Well, does "Hey Ram" stand a chance of being nominated in the best foreign lingo slot ? Hardly, one would say, in the face of some extraordinary fare from the rest of the world.

Here are a few examples: Hong Kong's "In the mood for love" (by Wong Kar-wai), Korea's "Chunhyang" (Im Kwon-taek), Poland's "Life as a Fatal Sexually Transmitted Disease" (Krzysztof Zanussi), Sweden's "Songs from the Second Floor" (Roy Andersson) and Taiwan's "Crouching Tiger, Hidden Dragon" (Ang Lee).

Lee has been making waves. His film has been a hit in Asia, it won rave reviews at Cannes and Toronto last year, and it has all the ingredients to seduce the Academy into nominating it.

So what if it is in Mandarin. It can still sneak into the big league of being nominated for the Best Picture in the general category, not just foreign language.

It is true that in the 72 years that Hollywood has been presenting its Oscars, only six foreign movies (in tongues other than English) have won the nomination for the Best Picture.

The earliest was the 1938 "Grand Illusion" by Jean Renoir which got in on the sheer strength of brilliant notices, though the Best Picture Prize went to "You Can't Take It With You".

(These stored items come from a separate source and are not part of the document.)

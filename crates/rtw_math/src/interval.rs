/// A closed range `[min, max]` over `f32`.
///
/// Used for valid ray-parameter ranges and for clamping color intensity.
/// An interval with `min > max` is empty.
#[derive(Debug, Clone, Copy, PartialEq)]
pub struct Interval {
    pub min: f32,
    pub max: f32,
}

impl Interval {
    /// An empty interval (min > max, contains nothing).
    pub const EMPTY: Interval = Interval {
        min: f32::INFINITY,
        max: f32::NEG_INFINITY,
    };

    /// A universe interval (contains everything).
    pub const UNIVERSE: Interval = Interval {
        min: f32::NEG_INFINITY,
        max: f32::INFINITY,
    };

    /// Create a new interval given min and max values.
    pub const fn new(min: f32, max: f32) -> Self {
        Self { min, max }
    }

    /// Returns the size of the interval (max - min).
    pub fn size(&self) -> f32 {
        self.max - self.min
    }

    /// True if nothing lies in the interval.
    pub fn is_empty(&self) -> bool {
        self.min > self.max
    }

    /// Returns true if x is within the interval [min, max] (inclusive).
    pub fn contains(&self, x: f32) -> bool {
        self.min <= x && x <= self.max
    }

    /// Returns true if x is strictly within the interval (min, max) (exclusive).
    pub fn surrounds(&self, x: f32) -> bool {
        self.min < x && x < self.max
    }

    /// Clamps x to be within the interval [min, max].
    ///
    /// Unlike `f32::clamp` this never panics on an empty interval; the lower
    /// bound wins.
    pub fn clamp(&self, x: f32) -> f32 {
        if x < self.min {
            self.min
        } else if x > self.max {
            self.max
        } else {
            x
        }
    }

    /// Same interval with a new upper bound.
    pub fn with_max(&self, max: f32) -> Interval {
        Interval::new(self.min, max)
    }
}

impl Default for Interval {
    fn default() -> Self {
        Self::EMPTY
    }
}

#[cfg(test)]
mod tests {
    use super::*;

    #[test]
    fn test_interval_size() {
        assert_eq!(Interval::new(2.0, 7.0).size(), 5.0);
        assert_eq!(Interval::new(-5.0, 5.0).size(), 10.0);
    }

    #[test]
    fn test_interval_contains() {
        let interval = Interval::new(0.0, 10.0);

        // Inclusive bounds
        assert!(interval.contains(0.0));
        assert!(interval.contains(10.0));
        assert!(interval.contains(5.0));

        assert!(!interval.contains(-0.1));
        assert!(!interval.contains(10.1));
    }

    #[test]
    fn test_interval_surrounds() {
        let interval = Interval::new(0.0, 10.0);

        // Exclusive bounds - endpoints NOT included
        assert!(!interval.surrounds(0.0));
        assert!(!interval.surrounds(10.0));

        assert!(interval.surrounds(5.0));
        assert!(interval.surrounds(0.1));
        assert!(!interval.surrounds(-0.1));
    }

    #[test]
    fn test_interval_clamp() {
        let intensity = Interval::new(0.0, 0.999);

        assert_eq!(intensity.clamp(-5.0), 0.0);
        assert_eq!(intensity.clamp(0.5), 0.5);
        assert_eq!(intensity.clamp(1.0), 0.999);
        assert_eq!(Interval::EMPTY.clamp(3.0), f32::INFINITY);
    }

    #[test]
    fn test_interval_sentinels() {
        assert!(Interval::EMPTY.is_empty());
        assert!(!Interval::EMPTY.contains(0.0));
        assert!(!Interval::EMPTY.surrounds(f32::INFINITY));

        assert!(!Interval::UNIVERSE.is_empty());
        assert!(Interval::UNIVERSE.contains(1e10));
        assert!(Interval::UNIVERSE.surrounds(-1e10));
        assert_eq!(Interval::UNIVERSE.size(), f32::INFINITY);
    }

    #[test]
    fn test_interval_with_max() {
        let shrunk = Interval::new(0.001, f32::INFINITY).with_max(2.0);
        assert_eq!(shrunk, Interval::new(0.001, 2.0));
    }
}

The latest to hit it off with the Academy was the 1998 "Life is Beautiful", by Roberto Benigni, which set a record by clinching seven nominations, including the one for the Best Picture. It did not win this prize, but got three others, including those for the Best Foreign Language and the Best Actor (Benigni).

In those six decades that separated the French Renoir from the Italian Benigni, European works garnered all the attention in the Best Picture category.

Greece's Costa Gavras not only took four nominations, thus breaking a 31-year-old drought, but his "Z" (1969) was also named the top picture by the New York Film Critics Circle and the National Society of Film Critics. "Z" did not take home the Best Picture Oscar, but it did the one for the Best Foreign Language entry.

Sweden's 1971 "The Emigrants" (by Jan Troell) earned altogether three nominations (Best Picture included), and Ingmar Bergman's 1972 "Cries and Whispers" (also in Swedish) attracted five nominations (Best Picture as well).

There was then a dry spell of more than 20 years before the 1995 "The Postman" (Italian) snagged the Best Picture nomination, though not the award itself. In a scene that has remained focussed on Europe, L, Lee's "Crouching Tiger, Hidden Dragon" from Asia assumes a special significance this year. If it is nominated as the Best Picture, it will be the first in an Asian language.

In fact, even in the other top categories, only two Asian movies have won nominations: Akira Kurosawa's "Ran" (1985) and Hiroshi Teshigahara's

"Woman in the Dunes" (1964) - both from Japan - for Best Direction.

Lee has proved to be a favourite, at least till now. His creation got a pat from the audience at Toronto, usually considered a launching pad for the Oscars. The Los Angeles critics honoured "Crouching Tiger, Hidden Dragon", the first time they have extended such recognition to a non-English work. They also adjudged Lee the Best Helmer.

Lee enjoys a couple of more advantages. Although his "Crouching Tiger.." has not been released in a dubbed version, those who have seen it hardly seem to remember the subtitles, which is a very good thing. Besides, the story has a romantic angle, which most Academy members just adore.

Lee, who earlier gave us "Sense and Sensibility" and "The Ice Storm" (both in English), this time draws his plot from an 80- year-old novel, written by Wang Du Lu. The story itself takes place a hundred years before that in the Qing dynasty. Its last decades have often been looked upon with a sense of nostalgia, because they signalled the end of a purer and more heroic age, which Western influences destroyed.

Sweet and sentimental, this is perhaps Lee's most wonderful creation till now, and the Academy might just about fall headlong in love with it.